Tracking time is fundamental to improving the efficiency and profitability of service based organizations.
If you’re not a believer, just consider the following analogy: No manufacturer would sell widgets without knowing the cost of the components that make up their widgets. This allows them to set a price on their widget such that they make money when they sell one. Similarly, no service based organization should sell services without understanding the cost of their services. For service based organizations, 90% of costs are people-related. Thus, a poor understanding of people’s time translates into a poor understanding of the cost of services provided.
Despite being analogous to selling widgets without understanding the cost of those widgets (which would be absurd for any manufacturer to do), many service based organizations either don’t track time at all or don’t do it very well. And we all understand why - tracking time is really hard, no one likes it, and few people do it well.
You Can't Fix What You Can't Measure
Many organizations simply look at their cost and their revenue at the end of the quarter or year and make sure they’re still operating profitably. Of course, this works, but the manufacturer could also do the same. The important part is that they don’t. The reason they don’t do this is because, by actually understanding the cost of the components that make up their widgets, they are able to improve margins by:
- Charging more per widget (analogous to charging more per hour for services provided or obtaining a bigger budget) OR
- Paying less for the components that make up a widget (analogous to staffing a project with more junior level employees who cost less and are higher margin)
The classic adage - you can’t fix what you can’t measure - is as true as ever in this scenario. If you don’t understand the cost of your services, then you can’t expect to improve your margin or profitability, or even understand which services are more profitable than others. If simply being profitable at the end of the quarter or year is enough for you, then I would recommend that you stop reading here.
If you’re not satisfied with just “getting by”, and are interested in improving profitability, then keep reading.
Here’s the truth - tracking time is hard. Because of this people don’t like completing timesheets, they’re inaccurate, and they’re rarely done on time. This is unfortunate for service based organizations, given that timesheets determine the cost of providing service based work.
If you are able to get a better grasp on this information in a more real-time fashion, then you, like the manufacturer, are able to determine how you can improve your business. At this point, the question is - how do you do that?
How You Can Improve Your Business With Better Data
Let’s just assume that we lived in a world where it were easy to get accurate timesheet data across your service organization. If this data were rich and flowed easily to your management team, what would you be able to do with that data? You would be able to improve operations - understand and improve utilization, increase profitability, boost margin, and even elevate employee happiness.
If you had real-time and accurate timesheets, then understanding utilization would no longer be a concern. You would be able to trust your utilization metrics, and drive real business value from such data. You could shift resources around to match target utilization figures, understand hiring needs, and relieve employees risking burn out, to name a few ideas.
Know Where Your Projects Stand
Understanding where projects stand is not a problem of math, but rather, it’s a problem of inaccurate and untimely timesheet data. In our hypothetical world with perfect data - such as the type the manufacturer has - you’ll have real-time insight into project progress, margin, profitability, and more.
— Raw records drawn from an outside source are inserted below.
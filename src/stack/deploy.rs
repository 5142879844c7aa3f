//! Deploy a stack with a capped, fixed-delay retry loop.

use crate::aws::{AwsRunner, StackClient};
use crate::error::{Result, StackError};
use crate::stack::{StackDescriptor, StackStatus, TeardownOutcome, TeardownPolicy, teardown_stack};
use std::time::Duration;
use tokio::time::Instant;

/// Retry cap and delay for a deploy
#[derive(Debug, Clone, Copy, PartialEq, Eq)]
pub struct DeployPolicy {
    /// Retries after the first attempt (0 = try once)
    pub max_retries: u32,
    /// Fixed sleep between attempts
    pub retry_delay: Duration,
}

impl Default for DeployPolicy {
    fn default() -> Self {
        Self {
            max_retries: 3,
            retry_delay: Duration::from_secs(30),
        }
    }
}

/// Classification of a single deploy attempt
#[derive(Debug, Clone, PartialEq, Eq)]
pub enum AttemptOutcome {
    /// The deploy call exited zero
    Success,
    /// Worth another attempt
    Transient {
        /// What went wrong
        reason: String,
        /// Status seen after the failure, if it could be read
        status: Option<StackStatus>,
    },
    /// The stack is stuck; retrying cannot help
    Fatal(StackStatus),
}

/// Result of a successful deploy
#[derive(Debug, Clone, PartialEq, Eq)]
pub struct DeployReport {
    /// Stack name
    pub stack: String,
    /// Attempts used, including the successful one
    pub attempts: u32,
    /// Status read after the deploy call returned
    pub status: StackStatus,
    /// Wall-clock time spent
    pub elapsed: Duration,
}

/// Deploy `descriptor`, retrying transient failures.
///
/// The loop makes at most `1 + policy.max_retries` deploy calls. After any
/// failed call the stack status is read; ROLLBACK_FAILED, DELETE_FAILED and
/// the other non-recoverable states abort immediately regardless of retries
/// left. A stack left in ROLLBACK_COMPLETE is deleted (using `teardown`)
/// before the next attempt, since CloudFormation refuses to update it.
///
/// Success means the deploy call exited zero. The status in the returned
/// report comes from one follow-up describe and is not waited on.
pub async fn deploy_with_retry<R: AwsRunner>(
    aws: &R,
    descriptor: &StackDescriptor,
    policy: &DeployPolicy,
    teardown: &TeardownPolicy,
) -> Result<DeployReport> {
    descriptor.validate()?;

    let client = StackClient::new(aws);
    let name = descriptor.name.as_str();
    let region = descriptor.region.as_str();
    let started = Instant::now();

    let initial = client.status(name, region).await?;
    if initial.is_non_recoverable() {
        return Err(non_recoverable(name, &initial, 0));
    }
    if initial.requires_replacement() {
        replace_rolled_back(aws, name, region, teardown, 0).await?;
    }

    let max_attempts = policy.max_retries.saturating_add(1);
    let mut attempt = 0;

    loop {
        attempt += 1;
        log::info!("Deploying {name} (attempt {attempt}/{max_attempts})");

        match run_attempt(aws, descriptor).await? {
            AttemptOutcome::Success => {
                let status = match client.status(name, region).await {
                    Ok(status) => status,
                    Err(e) => {
                        log::warn!("Deploy of {name} succeeded but status check failed: {e}");
                        StackStatus::Other("UNKNOWN".to_string())
                    }
                };
                return Ok(DeployReport {
                    stack: name.to_string(),
                    attempts: attempt,
                    status,
                    elapsed: started.elapsed(),
                });
            }
            AttemptOutcome::Fatal(status) => {
                log::error!("Stack {name} is in {status}; not retrying");
                return Err(non_recoverable(name, &status, attempt));
            }
            AttemptOutcome::Transient { reason, status } => {
                if attempt >= max_attempts {
                    return Err(StackError::RetriesExhausted {
                        stack: name.to_string(),
                        attempts: attempt,
                        last_error: reason,
                    }
                    .into());
                }

                log::warn!(
                    "Deploy of {name} failed (attempt {attempt}/{max_attempts}): {reason}; retrying in {:.1}s",
                    policy.retry_delay.as_secs_f64()
                );
                tokio::time::sleep(policy.retry_delay).await;

                if status.as_ref().is_some_and(StackStatus::requires_replacement) {
                    replace_rolled_back(aws, name, region, teardown, attempt).await?;
                }
            }
        }
    }
}

/// Run one deploy call and classify it
pub async fn run_attempt<R: AwsRunner>(
    aws: &R,
    descriptor: &StackDescriptor,
) -> Result<AttemptOutcome> {
    let client = StackClient::new(aws);

    let reason = match client.deploy(descriptor).await {
        Ok(out) if out.success() => return Ok(AttemptOutcome::Success),
        Ok(out) => out.stderr.trim().to_string(),
        Err(e) if e.is_recoverable() => e.to_string(),
        Err(e) => return Err(e),
    };

    match client.status(&descriptor.name, &descriptor.region).await {
        Ok(status) if status.is_non_recoverable() => Ok(AttemptOutcome::Fatal(status)),
        Ok(status) => Ok(AttemptOutcome::Transient {
            reason,
            status: Some(status),
        }),
        Err(e) if e.is_recoverable() => {
            log::debug!("Could not read status of {} after failure: {e}", descriptor.name);
            Ok(AttemptOutcome::Transient {
                reason,
                status: None,
            })
        }
        Err(e) => Err(e),
    }
}

async fn replace_rolled_back<R: AwsRunner>(
    aws: &R,
    name: &str,
    region: &str,
    teardown: &TeardownPolicy,
    attempts: u32,
) -> Result<()> {
    log::warn!("Stack {name} is in ROLLBACK_COMPLETE and cannot be updated; deleting it first");
    match teardown_stack(aws, name, region, teardown).await? {
        TeardownOutcome::Deleted { .. } => Ok(()),
        TeardownOutcome::Failed { status, .. } => Err(non_recoverable(name, &status, attempts)),
        TeardownOutcome::TimedOut {
            last_status,
            elapsed,
        } => Err(StackError::DeleteTimedOut {
            stack: name.to_string(),
            elapsed_secs: elapsed.as_secs(),
            last_status: last_status.to_string(),
        }
        .into()),
    }
}

fn non_recoverable(name: &str, status: &StackStatus, attempts: u32) -> crate::error::OpsError {
    StackError::NonRecoverableState {
        stack: name.to_string(),
        status: status.to_string(),
        attempts,
    }
    .into()
}
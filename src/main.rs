//! stackpilot - CloudFormation deploy/teardown and Glacier restore tracking.
//!
//! This binary drives the `aws` command line tool; see `stackpilot --help`.

use stackpilot::cli;
use stackpilot::cli::OutputManager;
use std::process;

#[tokio::main]
async fn main() {
    match cli::run().await {
        Ok(exit_code) => {
            process::exit(exit_code);
        }
        Err(e) => {
            // Never quiet for fatal errors
            let output = OutputManager::new(false, false);
            output.error(&format!("Fatal error: {e}"));

            let suggestions = e.recovery_suggestions();
            if !suggestions.is_empty() {
                let _ = output.println("\n💡 Recovery suggestions:");
                for suggestion in suggestions {
                    let _ = output.indent(&suggestion);
                }
            }

            process::exit(1);
        }
    }
}
//! Restore command implementations.
//!
//! `estimate --size-gb` and the `jobs`/`cleanup` sub-commands work offline.
//! Everything else talks to S3 through the aws binary.

use super::helpers::{aws_cli, format_gb, prompt_confirmation};
use crate::cli::{RestoreCommand, RuntimeConfig, SourceArgs};
use crate::error::Result;
use crate::restore::{CandidateQuery, CostEstimate, RestoreJob, RestoreTier, RestoreTracker};
use crate::state::JobStore;

/// Execute a restore sub-command
pub(super) async fn execute_restore(action: &RestoreCommand, config: &RuntimeConfig) -> Result<i32> {
    let store = JobStore::new(&config.state_dir);

    match action {
        RestoreCommand::List { source, json } => list(config, &store, source, *json).await,
        RestoreCommand::Estimate {
            size_gb,
            bucket,
            date,
            prefix,
            date_format,
            tier,
            json,
        } => {
            let estimates: Vec<CostEstimate> = match (size_gb, bucket, date) {
                (Some(gb), _, _) => tiers(*tier)
                    .into_iter()
                    .map(|t| CostEstimate::for_gb(*gb, t))
                    .collect(),
                (None, Some(bucket), Some(date)) => {
                    let query = CandidateQuery::new(bucket, date, prefix, date_format)?;
                    let aws = aws_cli(config)?;
                    let tracker = RestoreTracker::new(&aws, config.region.clone(), &store);
                    let candidates = tracker.list_candidates(&query).await?;
                    config.verbose_println(&format!(
                        "{} archived object(s), {} under s3://{bucket}/{}",
                        candidates.archived.len(),
                        format_gb(candidates.archived_bytes()),
                        candidates.prefix
                    ));
                    tiers(*tier)
                        .into_iter()
                        .map(|t| CostEstimate::for_bytes(candidates.archived_bytes(), t))
                        .collect()
                }
                _ => unreachable!("validated: --size-gb or --bucket with --date"),
            };
            print_estimates(config, &estimates, *json)?;
            Ok(0)
        }
        RestoreCommand::Initiate {
            source,
            tier,
            days,
            yes,
        } => initiate(config, &store, source, *tier, *days, *yes).await,
        RestoreCommand::Status { job_id, json } => {
            let aws = aws_cli(config)?;
            let tracker = RestoreTracker::new(&aws, config.region.clone(), &store);
            let job = tracker.refresh(job_id).await?;
            if *json {
                config.output().data(&serde_json::to_string_pretty(&job)?)?;
            } else {
                print_job(config, &job);
            }
            Ok(0)
        }
        RestoreCommand::Download {
            job_id,
            destination,
            overwrite,
        } => {
            let aws = aws_cli(config)?;
            let tracker = RestoreTracker::new(&aws, config.region.clone(), &store);
            config.progress_println(&format!(
                "Downloading restored objects of {job_id} to {}...",
                destination.display()
            ));
            let report = tracker.download(job_id, destination, *overwrite).await?;

            config.success_println(&format!("Downloaded {} object(s)", report.downloaded.len()));
            if !report.already_downloaded.is_empty() {
                config.println(&format!(
                    "Skipped {} object(s) downloaded earlier (use --overwrite to copy again)",
                    report.already_downloaded.len()
                ));
            }
            if !report.pending.is_empty() {
                config.warning_println(&format!(
                    "{} object(s) not restored yet",
                    report.pending.len()
                ));
                for key in &report.pending {
                    config.indent(key);
                }
            }
            for (key, reason) in &report.failed {
                config.error_println(&format!("{key}: {reason}"));
            }
            Ok(if report.failed.is_empty() { 0 } else { 1 })
        }
        RestoreCommand::Jobs { json } => {
            let jobs = store.list()?;
            if *json {
                config.output().data(&serde_json::to_string_pretty(&jobs)?)?;
            } else if jobs.is_empty() {
                config.println("No restore jobs found");
            } else {
                for job in &jobs {
                    config.println(&job.summary());
                }
            }
            Ok(0)
        }
        RestoreCommand::Cleanup { job_id, all, yes } => {
            if !yes {
                let what = match job_id {
                    Some(id) => format!("restore job {id}"),
                    None => "every restore job record".to_string(),
                };
                config.println(&format!("About to remove {what}"));
                if !prompt_confirmation("Continue with cleanup?")? {
                    config.println("Cleanup cancelled");
                    return Ok(0);
                }
            }

            if *all {
                let removed = store.remove_all()?;
                config.success_println(&format!("Removed {removed} job record(s)"));
            } else if let Some(id) = job_id {
                store.remove(id)?;
                config.success_println(&format!("Removed job {id}"));
            }
            Ok(0)
        }
    }
}

async fn list(config: &RuntimeConfig, store: &JobStore, source: &SourceArgs, json: bool) -> Result<i32> {
    let query = CandidateQuery::new(&source.bucket, &source.date, &source.prefix, &source.date_format)?;
    let aws = aws_cli(config)?;
    let tracker = RestoreTracker::new(&aws, config.region.clone(), store);
    let candidates = tracker.list_candidates(&query).await?;

    if json {
        config.output().data(&serde_json::to_string_pretty(&candidates)?)?;
        return Ok(0);
    }

    config.section(&format!("s3://{}/{}", source.bucket, candidates.prefix));
    for object in &candidates.archived {
        config.println(&format!(
            "  {:<13} {:>12}  {}",
            object.storage_class,
            format_gb(object.size),
            object.key
        ));
    }
    config.println(&format!(
        "{} archived object(s), {}",
        candidates.archived.len(),
        format_gb(candidates.archived_bytes())
    ));
    if !candidates.available.is_empty() {
        config.println(&format!(
            "{} object(s) already readable without a restore",
            candidates.available.len()
        ));
    }
    Ok(0)
}

async fn initiate(
    config: &RuntimeConfig,
    store: &JobStore,
    source: &SourceArgs,
    tier: RestoreTier,
    days: u32,
    yes: bool,
) -> Result<i32> {
    let query = CandidateQuery::new(&source.bucket, &source.date, &source.prefix, &source.date_format)?;
    let aws = aws_cli(config)?;
    let tracker = RestoreTracker::new(&aws, config.region.clone(), store);

    if !yes {
        let candidates = tracker.list_candidates(&query).await?;
        let estimate = CostEstimate::for_bytes(candidates.archived_bytes(), tier);
        config.println(&format!(
            "About to restore {} object(s) ({}) at {tier} tier for about ${:.2}",
            candidates.archived.len(),
            format_gb(candidates.archived_bytes()),
            estimate.cost_usd
        ));
        if !prompt_confirmation("Continue with restore?")? {
            config.println("Restore cancelled");
            return Ok(0);
        }
    }

    let job = tracker.initiate(&query, tier, days).await?;
    let failed = job.files.iter().filter(|f| f.request_error.is_some()).count();

    config.success_println(&format!("Created restore job {}", job.job_id));
    config.indent(&format!(
        "{} object(s), {}, estimated ${:.2}, typically {}",
        job.files.len(),
        format_gb(job.total_size_bytes),
        job.estimated_cost_usd,
        tier.typical_latency()
    ));
    if failed > 0 {
        config.warning_println(&format!("{failed} restore request(s) failed; see `restore status`"));
    }
    config.println(&format!(
        "Check progress with: stackpilot restore status --job-id {}",
        job.job_id
    ));
    Ok(0)
}

fn tiers(only: Option<RestoreTier>) -> Vec<RestoreTier> {
    match only {
        Some(tier) => vec![tier],
        None => RestoreTier::ALL.to_vec(),
    }
}

fn print_estimates(config: &RuntimeConfig, estimates: &[CostEstimate], json: bool) -> Result<()> {
    if json {
        config.output().data(&serde_json::to_string_pretty(estimates)?)?;
        return Ok(());
    }

    for estimate in estimates {
        let line = format!(
            "{:<10} {:>10.2} GB x ${:<7} = ${:.2}  ({})",
            estimate.tier.to_string(),
            estimate.size_gb,
            estimate.rate_per_gb,
            estimate.cost_usd,
            estimate.tier.typical_latency()
        );
        // Estimates are the command's result, so quiet mode still shows them
        config.output().data(&line)?;
    }
    Ok(())
}

fn print_job(config: &RuntimeConfig, job: &RestoreJob) {
    let progress = job.progress();
    config.println(&format!("📊 {}", job.summary()));
    for file in &job.files {
        let mut line = format!("  {:<13} {}", file.restore.label(), file.key);
        if let Some(error) = &file.request_error {
            line.push_str(&format!("  (request failed: {error})"));
        } else if file.downloaded_at.is_some() {
            line.push_str("  (downloaded)");
        }
        config.println(&line);
    }

    let ready = format!(
        "{}/{} ready, {} in progress, {} not requested, {} downloaded",
        progress.completed, progress.total, progress.in_progress, progress.not_requested, progress.downloaded
    );
    if progress.is_complete() {
        config.success_println(&ready);
    } else {
        config.println(&ready);
    }
}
Over servicing is one of the biggest problems in the services industry. Many factors may cause over servicing and even encourage it (keeping your client happy, for one), but one thing is clear - you’re in dangerous waters when you simply don’t know that you’re over servicing your client.
Boost Margin and Increase Profitability
With data of the type we’re talking about - you’ll have a pulse on your project margin and profitability. Improving margin is often a problem of having less senior employees spending a greater majority of time on a project than his or her more senior colleagues. Margin will also be affected negatively by over servicing, which we spoke to in the section above.
More Efficient Resourcing
With a better idea of what people are working on and for how long, you’re able to use this information to course correct and/or more accurately forecast and resource future projects. Without good historical data, however, forecasting based on past projects may be a futile effort.
In summary, time tracking is critical for service based organizations who want to optimize the delivery of their projects and by doing so improve employee happiness, resourcing, margin, and profitability.